The difference between pithecanthropus on the one hand and the early humans consisted only of the fact, that the humans were more and more able to use objects as tools and, much later, namely since more than two million years, to hew these tools and later to produce them themselves.
Today's chimpanzees have also learned in their development to use tools – like here a stick to steal honey from a tree hole. The animal lives wild in the African jungle and has learned this ability, not from humans, but from its own social environment (in the pack).
In another chimpanzee pack, which lives more than 150 km away, it was observed that a long leaf is used for snacking rather than a stick – so, learning of chimpanzees is also culture-dependent.

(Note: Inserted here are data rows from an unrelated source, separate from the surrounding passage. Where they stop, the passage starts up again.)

// ── Bash export ───────────────────────────────────────────────────────────────
//
// Renders the enabled list entries as a standalone bash script that applies
// them with `sed` to a copy of a file:
//
//   ./replace.sh input.txt output.txt
//
// Normal entries have every sed/shell metacharacter masked.  Extended entries
// keep their supported escapes, with numeric ones translated to the
// character and line breaks routed through placeholder tokens so sed can
// match across lines.  Regex entries are passed through for `sed -r`.

use std::{fs, path::Path};

use super::{PatternEntry, PatternList};
use crate::error::{Error, Result};

/// Characters sed or the shell would otherwise interpret.
const SPECIAL: &str = "$.*[]^&\\{}()?+|<>\"'`~;#";

/// Escape letters left alone in extended mode.
const SUPPORTED_ESCAPES: &str = "nrt0xubd";

const PROCESS_LINE: &str = r#"processLine() {
    local findString="$1"
    local replaceString="$2"
    local wholeWord="$3"
    local matchCase="$4"
    local normal="$5"
    local extended="$6"
    local regex="$7"

    if [[ "$wholeWord" -eq 1 ]]; then
        findString='\b'${findString}'\b'
    fi
    if [[ "$matchCase" -eq 1 ]]; then
        template='s|'${findString}'|'${replaceString}'|g'
    else
        template='s|'${findString}'|'${replaceString}'|gi'
    fi
    case 1 in
        $normal)
            sed -i "${template}" "$outputFile"
            ;;
        $extended)
            sed -i -e ':a' -e 'N' -e '$!ba' -e 's/\n/__NEWLINE__/g' -e 's/\r/__CARRIAGERETURN__/g' "$outputFile"
            sed -i "${template}" "$outputFile"
            sed -i 's/__NEWLINE__/\n/g; s/__CARRIAGERETURN__/\r/g' "$outputFile"
            ;;
        $regex)
            sed -i -r "${template}" "$outputFile"
            ;;
    esac
}
"#;

/// Prefix every special character with a backslash.
///
/// With `extended`, a lone backslash that starts a supported escape is kept
/// as is so `translate_escapes` can see it.
pub fn escape_special_chars(input: &str, extended: bool) -> String {
    let chars: Vec<char> = input.chars().collect();
    let mut out = String::with_capacity(input.len() * 2);
    for (i, &c) in chars.iter().enumerate() {
        if SPECIAL.contains(c) {
            let keeps_escape = extended
                && c == '\\'
                && (i == 0 || chars[i - 1] != '\\')
                && chars.get(i + 1).is_some_and(|n| SUPPORTED_ESCAPES.contains(*n));
            if !keeps_escape {
                out.push('\\');
            }
        }
        out.push(c);
    }
    out
}

fn fixed_digits(chars: &[char], from: usize, width: usize, radix: u32) -> Option<u32> {
    let digits = chars.get(from..from + width)?;
    digits.iter().try_fold(0u32, |acc, d| Some(acc * radix + d.to_digit(radix)?))
}

/// Turn numeric escapes into characters and line-break escapes into the
/// placeholders the generated script expects.  `\0` is dropped.
pub fn translate_escapes(input: &str) -> String {
    let chars: Vec<char> = input.chars().collect();
    let mut out = String::with_capacity(input.len());
    let mut i = 0;
    while i < chars.len() {
        if chars[i] != '\\' || i + 1 == chars.len() {
            out.push(chars[i]);
            i += 1;
            continue;
        }
        let numeric = match chars[i + 1] {
            'o' => Some((8, 3)),
            'd' => Some((10, 3)),
            'x' => Some((16, 2)),
            'b' => Some((2, 8)),
            'u' => Some((16, 4)),
            _ => None,
        };
        if let Some((radix, width)) = numeric {
            let decoded = fixed_digits(&chars, i + 2, width, radix).and_then(|v| {
                // Byte-sized escapes name Latin-1 code points.
                let v = if radix == 16 && width == 4 { v } else { v & 0xFF };
                char::from_u32(v)
            });
            if let Some(ch) = decoded {
                out.push(ch);
                i += 2 + width;
                continue;
            }
        }
        match chars[i + 1] {
            'n' => out.push_str("__NEWLINE__"),
            'r' => out.push_str("__CARRIAGERETURN__"),
            '0' => {}
            other => {
                out.push('\\');
                out.push(other);
            }
        }
        i += 2;
    }
    out
}

/// The find and replace arguments for one `processLine` call.
fn sed_arguments(entry: &PatternEntry) -> (String, String) {
    if entry.extended {
        (
            translate_escapes(&escape_special_chars(&entry.find_text, true)),
            translate_escapes(&escape_special_chars(&entry.replace_text, true)),
        )
    } else if entry.regex {
        (entry.find_text.clone(), entry.replace_text.clone())
    } else {
        (
            escape_special_chars(&entry.find_text, false),
            escape_special_chars(&entry.replace_text, false),
        )
    }
}

/// Render the script; `date` goes into the header comment verbatim.
pub fn bash_script(list: &PatternList, date: &str) -> String {
    let mut out = String::new();
    out.push_str("#!/bin/bash\n");
    out.push_str("# Auto-generated by MultiReplace\n");
    out.push_str(&format!("# Created on: {date}\n\n"));
    out.push_str("inputFile=\"$1\"\n");
    out.push_str("outputFile=\"$2\"\n\n");
    out.push_str(PROCESS_LINE);
    out.push('\n');
    out.push_str("cp \"$inputFile\" \"$outputFile\"\n\n");
    out.push_str(
        "# processLine arguments: \"findString\" \"replaceString\" wholeWord matchCase normal extended regex\n",
    );

    let bit = |on: bool| if on { '1' } else { '0' };
    for entry in list.enabled() {
        let (find, replace) = sed_arguments(entry);
        let normal = !entry.regex && !entry.extended;
        out.push_str(&format!(
            "processLine \"{find}\" \"{replace}\" {} {} {} {} {}\n",
            bit(entry.whole_word),
            bit(entry.match_case),
            bit(normal),
            bit(entry.extended),
            bit(entry.regex),
        ));
    }
    out
}

/// Write the script to `path`.
pub fn save_bash_script(path: &Path, list: &PatternList, date: &str) -> Result<()> {
    fs::write(path, bash_script(list, date)).map_err(|e| Error::io(path, e))
}

// ── Tests ─────────────────────────────────────────────────────────────────────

How did clothes come into the world? There are at least five approaches, all of which are plausible and probably have been colluded:
- The invention of jewelery, which, the more abundant it became, also became covering and developed into vesting jewelery and finally into clothing. At first, jewelery, later clothes became the status symbol of the elite.
- The emergence of shame from action, not to perform sexual activities in the presence of the group, but in seclusion. This led to the development of a shame about genitalia, which led to the beginning of covering the genital organs.
- The emergence of shame from action, as regards to the processes of excretion, which then developed further into the shame about body parts, in this case about the therefor involved parts of the body.
- The practical use of neckbands, wraps, quivers, lumbar strings, and finally to the trouser pocket for transporting all sorts of objects, which one likes to keep with oneself all the time.
- The protection from coldness, after people had migrated to cooler regions, where, during the ice ages, a life free of clothes was not possible.